• Tips for taming your sample closet

    Careful labeling and storage of samples and other medications is vital to patient safety. These best practices can help protect your patients and your practice:

    1. Separate problematic drugs. Do not store drugs with look-alike names or similar packaging in close proximity to each other. Instead, group samples by class (all migraine medications together, all antihypertensive medications together, and so on). If a medication comes in multiple tablet sizes, use a separate bin for each size to avoid distributing an unintended dosage.

    2. Separate external products from internal products. External products such as benzoin and podophyllin should be labeled “for external use only.” Likewise, hemoccult developers and glucose monitoring chemicals should be properly labeled, as they can easily be mistaken for eye drops.
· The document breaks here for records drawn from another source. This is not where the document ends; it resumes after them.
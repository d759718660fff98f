//! Per-strategy risk sub-scores, each in `[0, 1]`.

use alloy::primitives::U256;
use serde::Serialize;

use crate::onchain::vault::PositionState;

/// Health factors are 1e18-scaled.
const HEALTH_FACTOR_1_1: U256 = U256::from_limbs([1_100_000_000_000_000_000, 0, 0, 0]);
const HEALTH_FACTOR_1_3: U256 = U256::from_limbs([1_300_000_000_000_000_000, 0, 0, 0]);
const HEALTH_FACTOR_1_5: U256 = U256::from_limbs([1_500_000_000_000_000_000, 0, 0, 0]);

const LIQUIDATION_WEIGHT: f64 = 0.3;
const PROTOCOL_WEIGHT: f64 = 0.2;
const SMART_CONTRACT_WEIGHT: f64 = 0.25;
const IMPERMANENT_LOSS_WEIGHT: f64 = 0.1;
const LEVERAGE_WEIGHT: f64 = 0.15;

#[derive(Debug, Clone, Copy, PartialEq, Serialize)]
pub struct RiskBreakdown {
    pub liquidation: f64,
    pub protocol: f64,
    pub smart_contract: f64,
    pub impermanent_loss: f64,
    pub leverage: f64,
    /// Weighted sum of the five sub-scores.
    pub overall: f64,
}

pub fn assess(positions: &[PositionState]) -> RiskBreakdown {
    let liquidation = liquidation_risk(positions);
    let protocol = protocol_risk(positions);
    let smart_contract = max_lookup(positions, smart_contract_risk);
    let impermanent_loss = max_lookup(positions, impermanent_loss_risk);
    let leverage = leverage_risk(positions);

    RiskBreakdown {
        liquidation,
        protocol,
        smart_contract,
        impermanent_loss,
        leverage,
        overall: liquidation * LIQUIDATION_WEIGHT
            + protocol * PROTOCOL_WEIGHT
            + smart_contract * SMART_CONTRACT_WEIGHT
            + impermanent_loss * IMPERMANENT_LOSS_WEIGHT
            + leverage * LEVERAGE_WEIGHT,
    }
}

/// A zero health factor means the position carries no debt.
fn has_debt(position: &PositionState) -> bool {
    !position.health_factor.is_zero()
}

fn liquidation_risk(positions: &[PositionState]) -> f64 {
    let total: f64 = positions
        .iter()
        .filter(|position| has_debt(position))
        .map(|position| match position.health_factor {
            hf if hf < HEALTH_FACTOR_1_1 => 0.8,
            hf if hf < HEALTH_FACTOR_1_3 => 0.4,
            hf if hf < HEALTH_FACTOR_1_5 => 0.1,
            _ => 0.0,
        })
        .sum();

    total.clamp(0.0, 1.0)
}

#[allow(clippy::cast_precision_loss)]
fn protocol_risk(positions: &[PositionState]) -> f64 {
    let total: f64 = positions
        .iter()
        .filter(|position| has_debt(position))
        .map(|position| {
            position
                .borrow_rate_bp
                .saturating_sub(position.supply_rate_bp) as f64
                / 1_000.0
        })
        .sum();

    total.clamp(0.0, 1.0)
}

#[allow(clippy::cast_precision_loss)]
fn leverage_risk(positions: &[PositionState]) -> f64 {
    let total: f64 = positions
        .iter()
        .filter(|position| has_debt(position))
        .map(|position| {
            position.borrow_rate_bp as f64 / position.supply_rate_bp.max(1) as f64 * 0.5
        })
        .sum();

    total.clamp(0.0, 1.0)
}

fn max_lookup(positions: &[PositionState], lookup: fn(&str) -> f64) -> f64 {
    positions
        .iter()
        .map(|position| lookup(&position.protocol.to_lowercase()))
        .fold(0.0, f64::max)
}

fn smart_contract_risk(protocol: &str) -> f64 {
    if protocol.contains("aave") {
        0.1
    } else if protocol.contains("silo") || protocol.contains("euler") {
        0.3
    } else if protocol.contains("rings") {
        0.4
    } else if protocol.contains("pendle") {
        0.35
    } else {
        0.5
    }
}

fn impermanent_loss_risk(protocol: &str) -> f64 {
    const AMM_PROTOCOLS: [&str; 4] = ["shadow", "beets", "curve", "swapx"];
    const LENDING_PROTOCOLS: [&str; 4] = ["aave", "silo", "euler", "lending"];

    if protocol.contains("pendle") {
        0.3
    } else if AMM_PROTOCOLS.iter().any(|amm| protocol.contains(amm)) {
        0.5
    } else if LENDING_PROTOCOLS.iter().any(|lending| protocol.contains(lending)) {
        0.0
    } else if protocol.contains("rings") {
        0.1
    } else {
        0.2
    }
}
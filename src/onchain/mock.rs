//! In-memory chain and wallet doubles for tests.

use alloy::primitives::{Address, Bytes, TxHash, U256};
use alloy::sol_types::SolCall;
use async_trait::async_trait;
use std::collections::HashMap;
use std::sync::Mutex;
use std::sync::atomic::{AtomicBool, AtomicUsize, Ordering};
use std::time::Duration;

use super::{BlockContext, CallOutcome, ChainError, ChainReader, Wallet, WalletError};
use crate::bindings::{IStrategy, IYieldVault};

/// Contract-call table keyed by `(contract, calldata)`. Calls with no entry
/// revert, which is also how the end of a strategy array is modelled.
pub(crate) struct MockChainReader {
    responses: Mutex<HashMap<(Address, Bytes), Bytes>>,
    calls: Mutex<Vec<(Address, Bytes)>>,
    latest: Mutex<BlockContext>,
    chain_id: u64,
    fail_transiently: AtomicBool,
}

impl MockChainReader {
    pub(crate) fn new() -> Self {
        Self {
            responses: Mutex::new(HashMap::new()),
            calls: Mutex::new(Vec::new()),
            latest: Mutex::new(BlockContext {
                number: 1_000,
                timestamp: 1_700_000_000,
            }),
            chain_id: 146,
            fail_transiently: AtomicBool::new(false),
        }
    }

    fn respond<C: SolCall>(&self, contract: Address, call: &C, output: Vec<u8>) {
        self.responses
            .lock()
            .unwrap()
            .insert((contract, call.abi_encode().into()), output.into());
    }

    fn forget<C: SolCall>(&self, contract: Address, call: &C) {
        self.responses
            .lock()
            .unwrap()
            .remove(&(contract, call.abi_encode().into()));
    }

    pub(crate) fn set_totals(&self, vault: Address, total_assets: U256, total_supply: U256) {
        self.respond(
            vault,
            &IYieldVault::totalAssetsCall {},
            IYieldVault::totalAssetsCall::abi_encode_returns(&total_assets),
        );
        self.respond(
            vault,
            &IYieldVault::totalSupplyCall {},
            IYieldVault::totalSupplyCall::abi_encode_returns(&total_supply),
        );
    }

    /// Answers `strategies(i)` for each listed slot. The slot after the last
    /// one reverts.
    pub(crate) fn set_strategies(&self, vault: Address, strategies: &[Address]) {
        for (index, strategy) in strategies.iter().enumerate() {
            self.respond(
                vault,
                &IYieldVault::strategiesCall {
                    index: U256::from(index),
                },
                IYieldVault::strategiesCall::abi_encode_returns(strategy),
            );
        }

        self.forget(
            vault,
            &IYieldVault::strategiesCall {
                index: U256::from(strategies.len()),
            },
        );
    }

    pub(crate) fn set_allocation(&self, vault: Address, strategy: Address, allocation_bp: u64) {
        self.respond(
            vault,
            &IYieldVault::strategyAllocationsCall { strategy },
            IYieldVault::strategyAllocationsCall::abi_encode_returns(&U256::from(allocation_bp)),
        );
    }

    pub(crate) fn set_strategy_state(
        &self,
        strategy: Address,
        name: &str,
        positions: Vec<IStrategy::ProtocolPosition>,
    ) {
        self.respond(
            strategy,
            &IStrategy::nameCall {},
            IStrategy::nameCall::abi_encode_returns(&name.to_string()),
        );
        self.respond(
            strategy,
            &IStrategy::getProtocolPositionsCall {},
            IStrategy::getProtocolPositionsCall::abi_encode_returns(&positions),
        );
    }

    pub(crate) fn set_latest_block(&self, number: u64, timestamp: u64) {
        *self.latest.lock().unwrap() = BlockContext { number, timestamp };
    }

    /// When set, every call fails with a retryable timeout.
    pub(crate) fn fail_transiently(&self, fail: bool) {
        self.fail_transiently.store(fail, Ordering::SeqCst);
    }

    /// Number of calls made to `contract` with `C`'s selector.
    pub(crate) fn calls_to<C: SolCall>(&self, contract: Address) -> usize {
        self.calls
            .lock()
            .unwrap()
            .iter()
            .filter(|(target, calldata)| {
                *target == contract && calldata.starts_with(&C::SELECTOR)
            })
            .count()
    }

    fn lookup(&self, contract: Address, calldata: &Bytes) -> Option<Bytes> {
        self.responses
            .lock()
            .unwrap()
            .get(&(contract, calldata.clone()))
            .cloned()
    }
}

#[async_trait]
impl ChainReader for MockChainReader {
    async fn call(&self, contract: Address, calldata: Bytes) -> Result<Bytes, ChainError> {
        self.calls.lock().unwrap().push((contract, calldata.clone()));

        if self.fail_transiently.load(Ordering::SeqCst) {
            return Err(ChainError::Timeout(Duration::ZERO));
        }

        self.lookup(contract, &calldata)
            .ok_or_else(|| ChainError::Reverted {
                contract,
                message: "execution reverted".to_string(),
            })
    }

    async fn latest_block(&self) -> Result<BlockContext, ChainError> {
        if self.fail_transiently.load(Ordering::SeqCst) {
            return Err(ChainError::Timeout(Duration::ZERO));
        }

        Ok(*self.latest.lock().unwrap())
    }

    async fn chain_id(&self) -> Result<u64, ChainError> {
        Ok(self.chain_id)
    }

    async fn try_aggregate(
        &self,
        calls: Vec<(Address, Bytes)>,
    ) -> Result<Vec<CallOutcome>, ChainError> {
        if self.fail_transiently.load(Ordering::SeqCst) {
            return Err(ChainError::Timeout(Duration::ZERO));
        }

        Ok(calls
            .into_iter()
            .map(|(contract, calldata)| {
                self.calls.lock().unwrap().push((contract, calldata.clone()));

                match self.lookup(contract, &calldata) {
                    Some(return_data) => CallOutcome {
                        success: true,
                        return_data,
                    },
                    None => CallOutcome {
                        success: false,
                        return_data: Bytes::new(),
                    },
                }
            })
            .collect())
    }
}

/// A wallet send captured by [`MockWallet`].
#[derive(Debug, Clone)]
pub(crate) struct SentTransaction {
    pub(crate) contract: Address,
    pub(crate) calldata: Bytes,
    pub(crate) gas_limit: u64,
}

pub(crate) struct MockWallet {
    address: Address,
    send_count: AtomicUsize,
    fail: AtomicBool,
    delay: Duration,
    sent: Mutex<Vec<SentTransaction>>,
}

impl MockWallet {
    pub(crate) fn new() -> Self {
        Self {
            address: Address::repeat_byte(0xee),
            send_count: AtomicUsize::new(0),
            fail: AtomicBool::new(false),
            delay: Duration::ZERO,
            sent: Mutex::new(Vec::new()),
        }
    }

    /// A wallet whose sends take `delay` before confirming.
    pub(crate) fn slow(delay: Duration) -> Self {
        Self {
            delay,
            ..Self::new()
        }
    }

    /// A wallet whose sends are mined but revert.
    pub(crate) fn failing() -> Self {
        let wallet = Self::new();
        wallet.fail.store(true, Ordering::SeqCst);
        wallet
    }

    pub(crate) fn send_count(&self) -> usize {
        self.send_count.load(Ordering::SeqCst)
    }

    pub(crate) fn sent(&self) -> Vec<SentTransaction> {
        self.sent.lock().unwrap().clone()
    }
}

#[async_trait]
impl Wallet for MockWallet {
    fn address(&self) -> Address {
        self.address
    }

    async fn send(
        &self,
        contract: Address,
        calldata: Bytes,
        gas_limit: u64,
        _note: &str,
    ) -> Result<TxHash, WalletError> {
        let count = self.send_count.fetch_add(1, Ordering::SeqCst) + 1;
        self.sent.lock().unwrap().push(SentTransaction {
            contract,
            calldata,
            gas_limit,
        });

        if !self.delay.is_zero() {
            tokio::time::sleep(self.delay).await;
        }

        let tx_hash = TxHash::with_last_byte(u8::try_from(count).unwrap_or(u8::MAX));

        if self.fail.load(Ordering::SeqCst) {
            return Err(WalletError::Reverted { tx_hash });
        }

        Ok(tx_hash)
    }
}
    3. Keep the storage area well organized. Shelves should be at eye level with labels facing forward, and the area should be well lit. Designate a staff member to routinely check all medications (including samples), reagents, and other products that carry an expiration date, and discard any that have expired. Label all multiple-dose vials of injectable medication (e.g., lidocaine and vitamin B12) with the date opened and the date the unused product will be discarded (no later than 30 days after opening).

    4. Control access to medications. Lock and secure your practice's medication storage area. In addition, keep a log of medications received (the name of the medication, dose, lot number, expiration date, and quantity) and medications dispensed (patient name, medication, dose, lot number, expiration date, and date of dispensing).

    Adapted from “Simple Strategies to Avoid Medication Errors” and “Taming the Sample Closet.”